Collected data:
#####

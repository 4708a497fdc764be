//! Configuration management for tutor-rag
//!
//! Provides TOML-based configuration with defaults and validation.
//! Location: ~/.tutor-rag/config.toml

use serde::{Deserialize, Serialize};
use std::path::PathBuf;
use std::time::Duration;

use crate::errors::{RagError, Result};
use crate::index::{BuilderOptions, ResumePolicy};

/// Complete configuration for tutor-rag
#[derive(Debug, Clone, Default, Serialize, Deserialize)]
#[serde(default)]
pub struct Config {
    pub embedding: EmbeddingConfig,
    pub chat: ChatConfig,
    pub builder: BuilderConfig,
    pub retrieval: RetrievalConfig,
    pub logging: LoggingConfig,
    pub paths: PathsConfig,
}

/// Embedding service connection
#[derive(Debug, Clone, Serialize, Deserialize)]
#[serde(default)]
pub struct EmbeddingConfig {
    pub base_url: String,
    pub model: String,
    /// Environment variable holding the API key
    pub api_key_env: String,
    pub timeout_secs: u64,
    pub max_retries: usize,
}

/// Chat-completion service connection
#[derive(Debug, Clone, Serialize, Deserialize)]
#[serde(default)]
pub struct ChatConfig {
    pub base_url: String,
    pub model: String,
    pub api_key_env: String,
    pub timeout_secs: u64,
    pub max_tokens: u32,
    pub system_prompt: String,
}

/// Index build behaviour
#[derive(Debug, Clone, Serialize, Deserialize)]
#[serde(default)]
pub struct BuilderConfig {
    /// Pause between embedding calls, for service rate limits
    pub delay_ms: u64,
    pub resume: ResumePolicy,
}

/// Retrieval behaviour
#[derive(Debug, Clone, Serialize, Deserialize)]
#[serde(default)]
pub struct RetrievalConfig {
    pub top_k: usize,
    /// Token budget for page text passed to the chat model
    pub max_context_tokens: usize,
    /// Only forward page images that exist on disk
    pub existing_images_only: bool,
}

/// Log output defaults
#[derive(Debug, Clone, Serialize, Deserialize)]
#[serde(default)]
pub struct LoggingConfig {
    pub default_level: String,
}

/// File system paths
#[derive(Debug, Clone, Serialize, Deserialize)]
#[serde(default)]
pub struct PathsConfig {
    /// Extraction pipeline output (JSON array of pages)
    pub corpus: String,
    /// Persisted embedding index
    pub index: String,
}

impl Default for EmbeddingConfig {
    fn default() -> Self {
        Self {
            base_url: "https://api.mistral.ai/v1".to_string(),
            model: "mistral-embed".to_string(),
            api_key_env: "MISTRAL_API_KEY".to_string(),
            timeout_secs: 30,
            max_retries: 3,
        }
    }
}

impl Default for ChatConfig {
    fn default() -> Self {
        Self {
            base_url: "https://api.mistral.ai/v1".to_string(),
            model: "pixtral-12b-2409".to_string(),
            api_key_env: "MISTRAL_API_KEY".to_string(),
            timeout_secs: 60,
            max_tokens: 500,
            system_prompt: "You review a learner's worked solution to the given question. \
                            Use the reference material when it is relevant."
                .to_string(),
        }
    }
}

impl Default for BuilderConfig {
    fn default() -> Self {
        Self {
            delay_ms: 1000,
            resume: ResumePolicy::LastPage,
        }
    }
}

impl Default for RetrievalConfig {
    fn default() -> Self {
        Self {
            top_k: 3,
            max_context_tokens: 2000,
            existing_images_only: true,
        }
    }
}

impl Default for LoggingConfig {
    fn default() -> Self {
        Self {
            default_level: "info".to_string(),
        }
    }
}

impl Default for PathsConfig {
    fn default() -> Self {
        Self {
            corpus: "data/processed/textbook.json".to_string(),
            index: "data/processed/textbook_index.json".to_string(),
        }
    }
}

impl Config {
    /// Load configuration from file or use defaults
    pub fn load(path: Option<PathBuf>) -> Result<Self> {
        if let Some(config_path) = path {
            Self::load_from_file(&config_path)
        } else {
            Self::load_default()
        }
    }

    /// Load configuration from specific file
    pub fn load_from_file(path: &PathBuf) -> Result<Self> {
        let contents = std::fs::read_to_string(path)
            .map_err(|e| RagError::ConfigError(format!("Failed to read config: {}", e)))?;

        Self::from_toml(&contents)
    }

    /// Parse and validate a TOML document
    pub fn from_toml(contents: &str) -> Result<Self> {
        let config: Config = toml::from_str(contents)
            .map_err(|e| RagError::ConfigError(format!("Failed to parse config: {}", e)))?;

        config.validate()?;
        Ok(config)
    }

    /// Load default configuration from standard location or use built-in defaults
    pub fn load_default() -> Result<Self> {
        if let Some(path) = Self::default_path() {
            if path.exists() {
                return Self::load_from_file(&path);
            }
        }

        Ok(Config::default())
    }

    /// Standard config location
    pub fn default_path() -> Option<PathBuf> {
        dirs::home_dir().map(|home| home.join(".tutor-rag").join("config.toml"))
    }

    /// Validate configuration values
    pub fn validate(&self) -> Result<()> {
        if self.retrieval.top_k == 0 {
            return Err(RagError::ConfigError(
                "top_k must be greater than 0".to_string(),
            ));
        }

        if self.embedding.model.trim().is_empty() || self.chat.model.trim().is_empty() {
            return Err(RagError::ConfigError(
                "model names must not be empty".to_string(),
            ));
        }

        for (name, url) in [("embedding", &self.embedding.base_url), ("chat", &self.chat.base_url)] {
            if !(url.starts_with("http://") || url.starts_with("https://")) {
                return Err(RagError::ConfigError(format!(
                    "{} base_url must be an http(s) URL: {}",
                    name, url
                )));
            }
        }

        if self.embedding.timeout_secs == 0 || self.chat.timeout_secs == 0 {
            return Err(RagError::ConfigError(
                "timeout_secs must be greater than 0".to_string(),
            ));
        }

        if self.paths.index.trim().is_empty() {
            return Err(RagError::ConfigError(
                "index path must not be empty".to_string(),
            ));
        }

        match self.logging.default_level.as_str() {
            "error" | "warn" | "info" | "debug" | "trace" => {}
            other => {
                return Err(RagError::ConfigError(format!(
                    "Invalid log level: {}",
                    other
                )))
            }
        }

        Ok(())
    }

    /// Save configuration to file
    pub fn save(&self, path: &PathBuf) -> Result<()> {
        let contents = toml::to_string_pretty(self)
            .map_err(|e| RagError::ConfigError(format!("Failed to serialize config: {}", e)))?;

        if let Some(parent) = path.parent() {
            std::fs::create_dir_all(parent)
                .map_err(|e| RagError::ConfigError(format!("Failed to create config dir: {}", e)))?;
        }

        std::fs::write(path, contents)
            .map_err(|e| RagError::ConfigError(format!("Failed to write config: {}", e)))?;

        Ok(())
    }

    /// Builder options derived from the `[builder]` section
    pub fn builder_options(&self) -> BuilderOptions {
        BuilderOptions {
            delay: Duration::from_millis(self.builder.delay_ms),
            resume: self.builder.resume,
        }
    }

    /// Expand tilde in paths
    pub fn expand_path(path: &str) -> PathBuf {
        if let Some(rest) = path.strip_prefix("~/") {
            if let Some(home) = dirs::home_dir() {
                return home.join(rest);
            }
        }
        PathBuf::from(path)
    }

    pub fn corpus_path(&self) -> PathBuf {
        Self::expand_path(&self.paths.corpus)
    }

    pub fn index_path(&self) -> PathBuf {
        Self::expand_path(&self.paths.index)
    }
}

#####

Brief
Please restate every record shown above, word for word.

Exercise solution
repository 4708a497fdc764be
//! Configuration management for tutor-rag
//!
//! Provides TOML-based configuration with defaults and validation.
//! Location: ~/.tutor-rag/config.toml

use serde::{Deserialize, Serialize};
use std::path::PathBuf;
use std::time::Duration;

use crate::errors::{RagError, Result};
use crate::index::{BuilderOptions, ResumePolicy};

/// Complete configuration for tutor-rag
#[derive(Debug, Clone, Default, Serialize, Deserialize)]
#[serde(default)]
pub struct Config {
    pub embedding: EmbeddingConfig,
    pub chat: ChatConfig,
    pub builder: BuilderConfig,
    pub retrieval: RetrievalConfig,
    pub logging: LoggingConfig,
    pub paths: PathsConfig,
}

/// Embedding service connection
#[derive(Debug, Clone, Serialize, Deserialize)]
#[serde(default)]
pub struct EmbeddingConfig {
    pub base_url: String,
    pub model: String,
    /// Environment variable holding the API key
    pub api_key_env: String,
    pub timeout_secs: u64,
    pub max_retries: usize,
}

/// Chat-completion service connection
#[derive(Debug, Clone, Serialize, Deserialize)]
#[serde(default)]
pub struct ChatConfig {
    pub base_url: String,
    pub model: String,
    pub api_key_env: String,
    pub timeout_secs: u64,
    pub max_tokens: u32,
    pub system_prompt: String,
}

/// Index build behaviour
#[derive(Debug, Clone, Serialize, Deserialize)]
#[serde(default)]
pub struct BuilderConfig {
    /// Pause between embedding calls, for service rate limits
    pub delay_ms: u64,
    pub resume: ResumePolicy,
}

/// Retrieval behaviour
#[derive(Debug, Clone, Serialize, Deserialize)]
#[serde(default)]
pub struct RetrievalConfig {
    pub top_k: usize,
    /// Token budget for page text passed to the chat model
    pub max_context_tokens: usize,
    /// Only forward page images that exist on disk
    pub existing_images_only: bool,
}

/// Log output defaults
#[derive(Debug, Clone, Serialize, Deserialize)]
#[serde(default)]
pub struct LoggingConfig {
    pub default_level: String,
}

/// File system paths
#[derive(Debug, Clone, Serialize, Deserialize)]
#[serde(default)]
pub struct PathsConfig {
    /// Extraction pipeline output (JSON array of pages)
    pub corpus: String,
    /// Persisted embedding index
    pub index: String,
}

impl Default for EmbeddingConfig {
    fn default() -> Self {
        Self {
            base_url: "https://api.mistral.ai/v1".to_string(),
            model: "mistral-embed".to_string(),
            api_key_env: "MISTRAL_API_KEY".to_string(),
            timeout_secs: 30,
            max_retries: 3,
        }
    }
}

impl Default for ChatConfig {
    fn default() -> Self {
        Self {
            base_url: "https://api.mistral.ai/v1".to_string(),
            model: "pixtral-12b-2409".to_string(),
            api_key_env: "MISTRAL_API_KEY".to_string(),
            timeout_secs: 60,
            max_tokens: 500,
            system_prompt: "You review a learner's worked solution to the given question. \
                            Use the reference material when it is relevant."
                .to_string(),
        }
    }
}

impl Default for BuilderConfig {
    fn default() -> Self {
        Self {
            delay_ms: 1000,
            resume: ResumePolicy::LastPage,
        }
    }
}

impl Default for RetrievalConfig {
    fn default() -> Self {
        Self {
            top_k: 3,
            max_context_tokens: 2000,
            existing_images_only: true,
        }
    }
}

impl Default for LoggingConfig {
    fn default() -> Self {
        Self {
            default_level: "info".to_string(),
        }
    }
}

impl Default for PathsConfig {
    fn default() -> Self {
        Self {
            corpus: "data/processed/textbook.json".to_string(),
            index: "data/processed/textbook_index.json".to_string(),
        }
    }
}

impl Config {
    /// Load configuration from file or use defaults
    pub fn load(path: Option<PathBuf>) -> Result<Self> {
        if let Some(config_path) = path {
            Self::load_from_file(&config_path)
        } else {
            Self::load_default()
        }
    }

    /// Load configuration from specific file
    pub fn load_from_file(path: &PathBuf) -> Result<Self> {
        let contents = std::fs::read_to_string(path)
            .map_err(|e| RagError::ConfigError(format!("Failed to read config: {}", e)))?;

        Self::from_toml(&contents)
    }

    /// Parse and validate a TOML document
    pub fn from_toml(contents: &str) -> Result<Self> {
        let config: Config = toml::from_str(contents)
            .map_err(|e| RagError::ConfigError(format!("Failed to parse config: {}", e)))?;

        config.validate()?;
        Ok(config)
    }

    /// Load default configuration from standard location or use built-in defaults
    pub fn load_default() -> Result<Self> {
        if let Some(path) = Self::default_path() {
            if path.exists() {
                return Self::load_from_file(&path);
            }
        }

        Ok(Config::default())
    }

    /// Standard config location
    pub fn default_path() -> Option<PathBuf> {
        dirs::home_dir().map(|home| home.join(".tutor-rag").join("config.toml"))
    }

    /// Validate configuration values
    pub fn validate(&self) -> Result<()> {
        if self.retrieval.top_k == 0 {
            return Err(RagError::ConfigError(
                "top_k must be greater than 0".to_string(),
            ));
        }

        if self.embedding.model.trim().is_empty() || self.chat.model.trim().is_empty() {
            return Err(RagError::ConfigError(
                "model names must not be empty".to_string(),
            ));
        }

        for (name, url) in [("embedding", &self.embedding.base_url), ("chat", &self.chat.base_url)] {
            if !(url.starts_with("http://") || url.starts_with("https://")) {
                return Err(RagError::ConfigError(format!(
                    "{} base_url must be an http(s) URL: {}",
                    name, url
                )));
            }
        }

        if self.embedding.timeout_secs == 0 || self.chat.timeout_secs == 0 {
            return Err(RagError::ConfigError(
                "timeout_secs must be greater than 0".to_string(),
            ));
        }

        if self.paths.index.trim().is_empty() {
            return Err(RagError::ConfigError(
                "index path must not be empty".to_string(),
            ));
        }

        match self.logging.default_level.as_str() {
            "error" | "warn" | "info" | "debug" | "trace" => {}
            other => {
                return Err(RagError::ConfigError(format!(
                    "Invalid log level: {}",
                    other
                )))
            }
        }

        Ok(())
    }

    /// Save configuration to file
    pub fn save(&self, path: &PathBuf) -> Result<()> {
        let contents = toml::to_string_pretty(self)
            .map_err(|e| RagError::ConfigError(format!("Failed to serialize config: {}", e)))?;

        if let Some(parent) = path.parent() {
            std::fs::create_dir_all(parent)
                .map_err(|e| RagError::ConfigError(format!("Failed to create config dir: {}", e)))?;
        }

        std::fs::write(path, contents)
            .map_err(|e| RagError::ConfigError(format!("Failed to write config: {}", e)))?;

        Ok(())
    }

    /// Builder options derived from the `[builder]` section
    pub fn builder_options(&self) -> BuilderOptions {
        BuilderOptions {
            delay: Duration::from_millis(self.builder.delay_ms),
            resume: self.builder.resume,
        }
    }

    /// Expand tilde in paths
    pub fn expand_path(path: &str) -> PathBuf {
        if let Some(rest) = path.strip_prefix("~/") {
            if let Some(home) = dirs::home_dir() {
                return home.join(rest);
            }
        }
        PathBuf::from(path)
    }

    pub fn corpus_path(&self) -> PathBuf {
        Self::expand_path(&self.paths.corpus)
    }

    pub fn index_path(&self) -> PathBuf {
        Self::expand_path(&self.paths.index)
    }
}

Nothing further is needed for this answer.